Но тут идиллию нарушила старуха, пришедшая с корзинкой белья. Поставила корзину на песок, подслеповато прищурилась:
— Это кто мне тамотка речку мутит?.. Анька, ты?
— Ну, я, — вмиг поскучнев, ворчливо откликнулась Анюта. — Только тебя тут не хватало. — И стала загребать к берегу.
— А тамотка кто? — Мышиные глазки старухи, впившись в меня, вспыхнули жгучим любопытством. — Никак, мужик?
— Нет, баба! — в сердцах отвечала Анюта, запахиваясь в халатик. — Шлындают тут всякие!..
И, не оглядываясь, пошла к деревне.
Старуха полоскала белье так шумно, с таким усердием колотила валиком, что я тоже в сердцах плюнул и принялся сматывать удочки.
В этот день колхоз подводил итоги работы за неделю. Перед обедом я отправился по поручению Азаровны в магазин за хлебом и задержался у стенда со свежими «молниями» и «боевыми листками». О нашей стройке в них ничего не сообщалось, о звене Валентина тоже. Зато под жирным чернильным заголовком «Равняйтесь на передовиков сеноуборки» красовалась среди других и фамилия Барченковой.
Только мы уселись обедать, как у крыльца раздалась песня, и в дом ввалился Валентин — в спецовке, с запыленным лицом — и бросился обнимать Анюту.
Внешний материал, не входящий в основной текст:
use chrono::NaiveDateTime;

use super::{Color, Dimension, LocaleTag, Point, Value};

/// Default pattern used by [`DateConverter`].
pub const DEFAULT_DATE_FORMAT: &str = "%Y-%m-%d %H:%M:%S";

/// Bidirectional codec between a raw string and a typed [`Value`].
///
/// Implementations must never fail: `encode` always produces text and
/// `decode` falls back to `default` when the raw text is malformed.
pub trait Converter {
    /// Encodes a value to its persisted text form.
    fn encode(&self, value: &Value) -> String;

    /// Decodes `raw`, returning `default` if it cannot be parsed.
    fn decode(&self, raw: &str, default: Value) -> Value;
}

/// Converter assembled from a pair of closures.
///
/// The decode closure returns `None` for malformed input, in which case the
/// caller's default is used.
pub struct FnConverter<E, D> {
    encode: E,
    decode: D,
}

/// Builds a [`FnConverter`] from an encode and a decode closure.
pub fn converter_fn<E, D>(encode: E, decode: D) -> FnConverter<E, D>
where
    E: Fn(&Value) -> String,
    D: Fn(&str) -> Option<Value>,
{
    FnConverter { encode, decode }
}

impl<E, D> Converter for FnConverter<E, D>
where
    E: Fn(&Value) -> String,
    D: Fn(&str) -> Option<Value>,
{
    fn encode(&self, value: &Value) -> String {
        (self.encode)(value)
    }

    fn decode(&self, raw: &str, default: Value) -> Value {
        (self.decode)(raw).unwrap_or(default)
    }
}

/// Decodes an integer literal with optional sign.
///
/// Accepts decimal, hexadecimal (`0x`, `0X` or `#` prefix) and octal
/// (leading `0`) notations.
pub fn decode_integer(raw: &str) -> Option<i64> {
    let (negative, body) = match raw.strip_prefix('-') {
        Some(rest) => (true, rest),
        None => (false, raw.strip_prefix('+').unwrap_or(raw)),
    };

    let (radix, digits) = if let Some(hex) = body
        .strip_prefix("0x")
        .or_else(|| body.strip_prefix("0X"))
        .or_else(|| body.strip_prefix('#'))
    {
        (16, hex)
    } else if body.len() > 1 && body.starts_with('0') {
        (8, &body[1..])
    } else {
        (10, body)
    };

    if digits.is_empty() || digits.starts_with(['-', '+']) {
        return None;
    }

    if negative {
        i64::from_str_radix(&format!("-{digits}"), radix).ok()
    } else {
        i64::from_str_radix(digits, radix).ok()
    }
}

/// Splits `a-b` where either side may carry its own sign, e.g. `-4--12`.
fn decode_pair(raw: &str) -> Option<(i32, i32)> {
    let raw = raw.trim();
    let (split, _) = raw.char_indices().skip(1).find(|&(_, c)| c == '-')?;
    let first = raw[..split].trim();
    let second = raw[split + 1..].trim();

    let first = i32::try_from(decode_integer(first)?).ok()?;
    let second = i32::try_from(decode_integer(second)?).ok()?;
    Some((first, second))
}

/// Integer codec.
#[derive(Debug, Default, Clone, Copy)]
pub struct IntegerConverter;

impl Converter for IntegerConverter {
    fn encode(&self, value: &Value) -> String {
        value.to_string()
    }

    fn decode(&self, raw: &str, default: Value) -> Value {
        decode_integer(raw).map(Value::Integer).unwrap_or(default)
    }
}

/// Floating point codec.
#[derive(Debug, Default, Clone, Copy)]
pub struct RealConverter;

impl Converter for RealConverter {
    fn encode(&self, value: &Value) -> String {
        value.to_string()
    }

    fn decode(&self, raw: &str, default: Value) -> Value {
        raw.trim()
            .parse::<f64>()
            .map(Value::Real)
            .unwrap_or(default)
    }
}

/// Boolean codec. Only `true` (any case) decodes to true.
#[derive(Debug, Default, Clone, Copy)]
pub struct BooleanConverter;

impl Converter for BooleanConverter {
    fn encode(&self, value: &Value) -> String {
        value.to_string()
    }

    fn decode(&self, raw: &str, _default: Value) -> Value {
        Value::Boolean(raw.eq_ignore_ascii_case("true"))
    }
}

/// Identity codec for plain text.
#[derive(Debug, Default, Clone, Copy)]
pub struct TextConverter;

impl Converter for TextConverter {
    fn encode(&self, value: &Value) -> String {
        value.to_string()
    }

    fn decode(&self, raw: &str, _default: Value) -> Value {
        Value::Text(raw.to_string())
    }
}

/// Date/time codec using a `chrono` format pattern.
#[derive(Debug, Clone)]
pub struct DateConverter {
    pattern: String,
}

impl DateConverter {
    /// Creates a converter for the given `strftime`-style pattern.
    pub fn new(pattern: impl Into<String>) -> Self {
        Self {
            pattern: pattern.into(),
        }
    }

    /// The pattern used for both directions.
    pub fn pattern(&self) -> &str {
        &self.pattern
    }
}

impl Default for DateConverter {
    fn default() -> Self {
        Self::new(DEFAULT_DATE_FORMAT)
    }
}

impl Converter for DateConverter {
    fn encode(&self, value: &Value) -> String {
        match value {
            Value::Date(date) => date.format(&self.pattern).to_string(),
            other => other.to_string(),
        }
    }

    fn decode(&self, raw: &str, default: Value) -> Value {
        NaiveDateTime::parse_from_str(raw.trim(), &self.pattern)
            .map(Value::Date)
            .unwrap_or(default)
    }
}

/// Locale tag codec.
#[derive(Debug, Default, Clone, Copy)]
pub struct LocaleConverter;

impl Converter for LocaleConverter {
    fn encode(&self, value: &Value) -> String {
        value.to_string()
    }

    fn decode(&self, raw: &str, default: Value) -> Value {
        LocaleTag::parse(raw).map(Value::Locale).unwrap_or(default)
    }
}

/// Point codec, `x-y`.
#[derive(Debug, Default, Clone, Copy)]
pub struct PointConverter;

impl Converter for PointConverter {
    fn encode(&self, value: &Value) -> String {
        value.to_string()
    }

    fn decode(&self, raw: &str, default: Value) -> Value {
        decode_pair(raw)
            .map(|(x, y)| Value::Point(Point::new(x, y)))
            .unwrap_or(default)
    }
}

/// Dimension codec, `width-height`.
#[derive(Debug, Default, Clone, Copy)]
pub struct DimensionConverter;

impl Converter for DimensionConverter {
    fn encode(&self, value: &Value) -> String {
        value.to_string()
    }

    fn decode(&self, raw: &str, default: Value) -> Value {
        decode_pair(raw)
            .map(|(width, height)| Value::Dimension(Dimension::new(width, height)))
            .unwrap_or(default)
    }
}

/// Color codec, `#RRGGBB` (also accepts `0x` and decimal forms).
#[derive(Debug, Default, Clone, Copy)]
pub struct ColorConverter;

impl Converter for ColorConverter {
    fn encode(&self, value: &Value) -> String {
        value.to_string()
    }

    fn decode(&self, raw: &str, default: Value) -> Value {
        decode_integer(raw.trim())
            .and_then(|packed| u32::try_from(packed & 0xFF_FFFF).ok())
            .map(|packed| Value::Color(Color::from_packed(packed)))
            .unwrap_or(default)
    }
}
— Читал, читал, — говорил он, лучась счастьем. — Молодец! — И победно, даже заносчиво, поглядывал на меня и мать: мол, что бы ни болтали об Анюте, а на поверку — вот она какая, не хуже других прочих.
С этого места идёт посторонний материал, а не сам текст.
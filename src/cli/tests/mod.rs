//! Unit tests for CLI module
//!
//! Tests option declaration, argument-order dispatch, status aggregation and
//! the command table. Nothing touches the filesystem.

#![allow(clippy::unwrap_used)]

use std::{
    cell::{Cell, RefCell},
    rc::Rc,
};

use clap::{Arg, ArgAction};

use crate::cli::{
    Action, CliError, CommandTable, Context, FetchValue, OptionDispatcher, OptionMatch,
    PARSE_FAILURE_STATUS, VALIDATION_FAILURE_STATUS,
};

type Log = Rc<RefCell<Vec<String>>>;

fn dispatcher() -> OptionDispatcher {
    let mut dispatcher = OptionDispatcher::new("demo", Some("1.2.3"));
    dispatcher.set_error_hook(|_| {});
    dispatcher
}

fn flag(id: &'static str) -> Arg {
    Arg::new(id).long(id).action(ArgAction::SetTrue)
}

fn option(id: &'static str) -> Arg {
    Arg::new(id).long(id).action(ArgAction::Set)
}

fn recording_init(log: &Log) -> Action {
    let log = Rc::clone(log);
    Action::init_fn(move |_ctx: &mut Context, matched: &OptionMatch| {
        log.borrow_mut().push(format!("init {}", matched.id));
        Ok(())
    })
}

fn returning_command(log: &Log, status: i32) -> Action {
    let log = Rc::clone(log);
    Action::command_fn(move |_ctx: &mut Context, matched: Option<&OptionMatch>| {
        let id = matched.map_or("default", |m| m.id.as_str());
        log.borrow_mut().push(format!("command {id}"));
        status
    })
}

#[test]
fn fetch_integer_populates_context() {
    let mut dispatcher = dispatcher();
    dispatcher
        .add_option(option("count"), Action::initializer(FetchValue::integer()))
        .unwrap();
    let mut ctx = Context::new();

    let outcome = dispatcher.run(["--count", "42"], &mut ctx).unwrap();

    assert_eq!(outcome.status, 0);
    assert_eq!(ctx.get_as::<i64>("count"), Some(42));
}

#[test]
fn fetch_value_honors_custom_key() {
    let mut dispatcher = dispatcher();
    dispatcher
        .add_option(
            option("ratio"),
            Action::initializer(FetchValue::real().with_key("scale")),
        )
        .unwrap()
        .add_option(option("name"), Action::initializer(FetchValue::text()))
        .unwrap();
    let mut ctx = Context::new();

    dispatcher
        .run(["--ratio", "0.5", "--name", " spaced "], &mut ctx)
        .unwrap();

    assert_eq!(ctx.get_as::<f64>("scale"), Some(0.5));
    assert!(!ctx.contains("ratio"));
    assert_eq!(ctx.get_as::<String>("name").as_deref(), Some(" spaced "));
}

#[test]
fn validator_rejection_leaves_context_untouched() {
    let mut dispatcher = dispatcher();
    let log = Log::default();
    dispatcher
        .add_option(
            option("count"),
            Action::initializer(FetchValue::integer().with_validator(|n| *n > 0)),
        )
        .unwrap()
        .add_option(flag("list"), returning_command(&log, 0))
        .unwrap();
    let mut ctx = Context::new();

    let err = dispatcher
        .run(["--list", "--count", "0"], &mut ctx)
        .unwrap_err();

    assert!(matches!(
        &err,
        CliError::Validation { option, value } if option == "count" && value == "0"
    ));
    assert_eq!(err.exit_status(), VALIDATION_FAILURE_STATUS);
    assert!(ctx.is_empty());
    assert!(log.borrow().is_empty());
}

#[test]
fn undecodable_value_is_a_parse_failure() {
    let mut dispatcher = dispatcher();
    dispatcher
        .add_option(option("count"), Action::initializer(FetchValue::integer()))
        .unwrap();
    let mut ctx = Context::new();

    let err = dispatcher.run(["--count", "lots"], &mut ctx).unwrap_err();

    assert!(matches!(err, CliError::InvalidValue { .. }));
    assert_eq!(err.exit_status(), PARSE_FAILURE_STATUS);
    assert!(!ctx.contains("count"));
}

#[test]
fn statuses_fold_with_min_from_zero() {
    let log = Log::default();
    let mut dispatcher = dispatcher();
    dispatcher
        .add_option(flag("ok"), returning_command(&log, 0))
        .unwrap()
        .add_option(flag("fail"), returning_command(&log, -1))
        .unwrap()
        .add_option(flag("positive"), returning_command(&log, 3))
        .unwrap();

    let mut ctx = Context::new();
    assert_eq!(dispatcher.run(["--ok", "--fail"], &mut ctx).unwrap().status, -1);
    assert_eq!(dispatcher.run(["--positive"], &mut ctx).unwrap().status, 0);
}

#[test]
fn dispatch_follows_argument_order() {
    let log = Log::default();
    let mut dispatcher = dispatcher();
    dispatcher
        .add_option(flag("alpha"), recording_init(&log))
        .unwrap()
        .add_option(flag("beta"), recording_init(&log))
        .unwrap()
        .add_option(flag("gamma"), returning_command(&log, 0))
        .unwrap()
        .add_option(flag("delta"), returning_command(&log, 0))
        .unwrap();

    dispatcher
        .run(["--delta", "--beta", "--gamma", "--alpha"], &mut Context::new())
        .unwrap();

    assert_eq!(
        *log.borrow(),
        vec!["init beta", "init alpha", "command delta", "command gamma"]
    );
}

#[test]
fn commands_see_values_from_later_initializers() {
    let seen = Rc::new(Cell::new(None));
    let mut dispatcher = dispatcher();
    let target = Rc::clone(&seen);
    dispatcher
        .add_option(
            flag("show"),
            Action::command_fn(move |ctx: &mut Context, _: Option<&OptionMatch>| {
                target.set(ctx.get_as::<i64>("count"));
                0
            }),
        )
        .unwrap()
        .add_option(option("count"), Action::initializer(FetchValue::integer()))
        .unwrap();

    dispatcher
        .run(["--show", "--count", "7"], &mut Context::new())
        .unwrap();

    assert_eq!(seen.get(), Some(7));
}

#[test]
fn defaults_never_trigger_actions() {
    let log = Log::default();
    let mut dispatcher = dispatcher();
    dispatcher
        .add_option(option("mode").default_value("fast"), recording_init(&log))
        .unwrap();

    let outcome = dispatcher.run(Vec::<String>::new(), &mut Context::new()).unwrap();

    assert_eq!(outcome.status, 0);
    assert!(log.borrow().is_empty());
}

#[test]
fn default_command_runs_only_without_queued_commands() {
    let log = Log::default();
    let mut dispatcher = dispatcher();
    dispatcher
        .add_option(flag("list"), returning_command(&log, 0))
        .unwrap()
        .add_option(flag("verbose"), recording_init(&log))
        .unwrap();
    let default_log = Rc::clone(&log);
    dispatcher.set_default_command(move |_: &mut Context, matched: Option<&OptionMatch>| {
        assert!(matched.is_none());
        default_log.borrow_mut().push("default".to_string());
        5
    });

    let outcome = dispatcher.run(["--verbose"], &mut Context::new()).unwrap();
    assert_eq!(outcome.status, 5);

    let outcome = dispatcher.run(["--list"], &mut Context::new()).unwrap();
    assert_eq!(outcome.status, 0);

    assert_eq!(*log.borrow(), vec!["init verbose", "default", "command list"]);
}

#[test]
fn parsed_check_can_abort_before_commands() {
    let log = Log::default();
    let mut dispatcher = dispatcher();
    dispatcher
        .add_option(option("count"), Action::initializer(FetchValue::integer()))
        .unwrap()
        .add_option(flag("list"), returning_command(&log, 0))
        .unwrap();
    dispatcher.set_parsed_check(|ctx| ctx.contains("count"));

    let err = dispatcher.run(["--list"], &mut Context::new()).unwrap_err();
    assert!(matches!(err, CliError::Rejected));
    assert!(log.borrow().is_empty());

    let outcome = dispatcher
        .run(["--list", "--count", "1"], &mut Context::new())
        .unwrap();
    assert_eq!(outcome.status, 0);
}

#[test]
fn positional_inputs_are_kept() {
    let mut dispatcher = dispatcher();
    dispatcher
        .add_option(option("count"), Action::initializer(FetchValue::integer()))
        .unwrap();
    let mut ctx = Context::new();

    let outcome = dispatcher
        .run(["a.txt", "--count", "2", "b.txt"], &mut ctx)
        .unwrap();

    assert_eq!(outcome.inputs, vec!["a.txt", "b.txt"]);
    assert_eq!(ctx.inputs(), ["a.txt".to_string(), "b.txt".to_string()]);
}

#[test]
fn duplicate_declarations_are_rejected() {
    let mut dispatcher = dispatcher();
    dispatcher
        .add_option(
            option("count").short('c'),
            Action::initializer(FetchValue::integer()),
        )
        .unwrap();

    let same_id = dispatcher
        .add_option(
            Arg::new("count").long("other"),
            Action::initializer(FetchValue::integer()),
        )
        .err();
    let same_short = dispatcher
        .add_option(
            option("cache").short('c'),
            Action::initializer(FetchValue::text()),
        )
        .err();
    let same_long = dispatcher
        .add_option(
            Arg::new("number").long("count"),
            Action::initializer(FetchValue::integer()),
        )
        .err();
    let reserved = dispatcher
        .add_option(flag("help"), Action::initializer(FetchValue::text()))
        .err();

    assert!(matches!(same_id, Some(CliError::DuplicateOption(id)) if id == "count"));
    assert!(matches!(same_short, Some(CliError::DuplicateOption(s)) if s == "-c"));
    assert!(matches!(same_long, Some(CliError::DuplicateOption(l)) if l == "--count"));
    assert!(matches!(reserved, Some(CliError::DuplicateOption(_))));
    assert_eq!(dispatcher.option_ids(), vec!["count"]);
}

#[test]
fn options_without_flags_are_rejected() {
    let log = Log::default();
    let mut dispatcher = dispatcher();

    let unflagged = dispatcher.add_option(Arg::new("file"), recording_init(&log)).err();

    assert!(matches!(unflagged, Some(CliError::UnflaggedOption(id)) if id == "file"));
    assert!(dispatcher.option_ids().is_empty());

    let mut ctx = Context::new();
    let outcome = dispatcher.run(["a.txt"], &mut ctx).unwrap();
    assert_eq!(outcome.status, 0);
    assert_eq!(ctx.inputs(), ["a.txt"]);
    assert!(log.borrow().is_empty());
}

#[test]
fn help_and_version_are_informational() {
    let mut dispatcher = dispatcher();
    dispatcher
        .add_option(
            flag("list").help("List entries"),
            Action::initializer(FetchValue::text()),
        )
        .unwrap();

    let help = dispatcher.parse(["--help"]).unwrap_err();
    let version = dispatcher.parse(["--version"]).unwrap_err();

    assert!(matches!(&help, CliError::Informational(text) if text.contains("--list")));
    assert!(matches!(&version, CliError::Informational(text) if text.contains("1.2.3")));
    assert_eq!(help.exit_status(), 0);
}

#[test]
fn malformed_input_runs_error_hook() {
    let hooked = Rc::new(Cell::new(false));
    let mut dispatcher = OptionDispatcher::new("demo", None);
    let flag_hook = Rc::clone(&hooked);
    dispatcher.set_error_hook(move |_| flag_hook.set(true));
    dispatcher
        .add_option(option("count"), Action::initializer(FetchValue::integer()))
        .unwrap();

    let err = dispatcher.parse(["--unknown"]).unwrap_err();

    assert!(matches!(err, CliError::Parse(_)));
    assert_eq!(err.exit_status(), PARSE_FAILURE_STATUS);
    assert!(hooked.get());
}

#[test]
fn repeated_option_keeps_all_values_and_first_position() {
    let mut dispatcher = dispatcher();
    dispatcher
        .add_option(
            Arg::new("set").long("set").action(ArgAction::Append),
            Action::initializer(FetchValue::text()),
        )
        .unwrap()
        .add_option(flag("list"), Action::initializer(FetchValue::text()))
        .unwrap();

    let invocation = dispatcher
        .parse(["--set", "a=1", "--list", "--set", "b=2"])
        .unwrap();

    assert_eq!(invocation.matched[0].id, "set");
    assert_eq!(invocation.matched[0].values, vec!["a=1", "b=2"]);
    assert_eq!(invocation.matched[1].id, "list");
    assert!(invocation.matched[1].values.is_empty());
}

#[test]
fn command_table_dispatches_by_name() {
    let mut table: CommandTable<Vec<&'static str>> = CommandTable::new();
    table.register("push", |state: &mut Vec<&'static str>| {
        state.push("pushed");
        0
    });
    table.register("fail", |_: &mut Vec<&'static str>| -1);

    let mut state = Vec::new();
    assert_eq!(table.perform("push", &mut state).unwrap(), 0);
    assert_eq!(table.perform("fail", &mut state).unwrap(), -1);
    assert_eq!(state, vec!["pushed"]);
    assert_eq!(table.names(), vec!["fail", "push"]);
    assert!(table.contains("push"));

    let err = table.perform("missing", &mut state).unwrap_err();
    assert!(matches!(err, CliError::CommandNotFound(name) if name == "missing"));
}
Обычно Валентин обедал в поле, на скорую руку, а тут не утерпел, примчался домой, — видно, не так уж часто хвалили его Анюту всенародно, в стенной печати.
Анюта тоже была довольна, к столу вышла в нарядном платье, но свой трудовой порыв на уборке сена объяснила так, что радость Валентина заметно потускнела.
— Это я от злости, — сказала она. — Прихожу на луг, и такая меня ярость берет — дрожу вся… Кажется, кинусь сейчас на баб с граблями и начну колотить… Но нельзя же! Постоишь, попыхтишь да всю злость — в работу…
Валентин невесело рассмеялся, молча съел второе и поднялся из-за стола.
— Ну, мне пора.
С порога предупредил, чтоб к ужину его не ждали: у Василия «Беларусь» барахлит, вечером чинить будут.
Анюта ходила куда-то и вернулась с большим листом ватманской бумаги.
— Председатель из своих запасов выдал. Добрый он сегодня. Танцы разрешил вечером устроить. Буду объявление писать…
Достала из шкафа пузырек с тушью, ручку с широким пером, развертывая бумагу, спросила?
— Придете в клуб?
— А зачем?
— Разве не хочется потанцевать?
— Представьте себе — нет.
— Это почему же?
— Возраст не тот.
Она оглядела меня с ног до головы, поиграла глазами:
— Мужчина что надо, не то что наши юнцы-сопляки.
— Благодарю за комплимент.
— Может, в драку влипнуть боитесь? У нас в клубе как танцы — непременно кто-нибудь подерется.
— Нет, драки я не боюсь.
— Так придете?
— Нет, не приду.
— Ну как знаете! — сердито фыркнула Анюта. — Была бы честь предложена. — И со стуком опустила в пузырек ручку.
Открылась дверь, вошел кот, жмурясь и жеманно перебирая лапами в белых чулках, за ним — Азаровна. Я поймал ее сторожкий, подозрительный взгляд и — не знаю почему — смутился.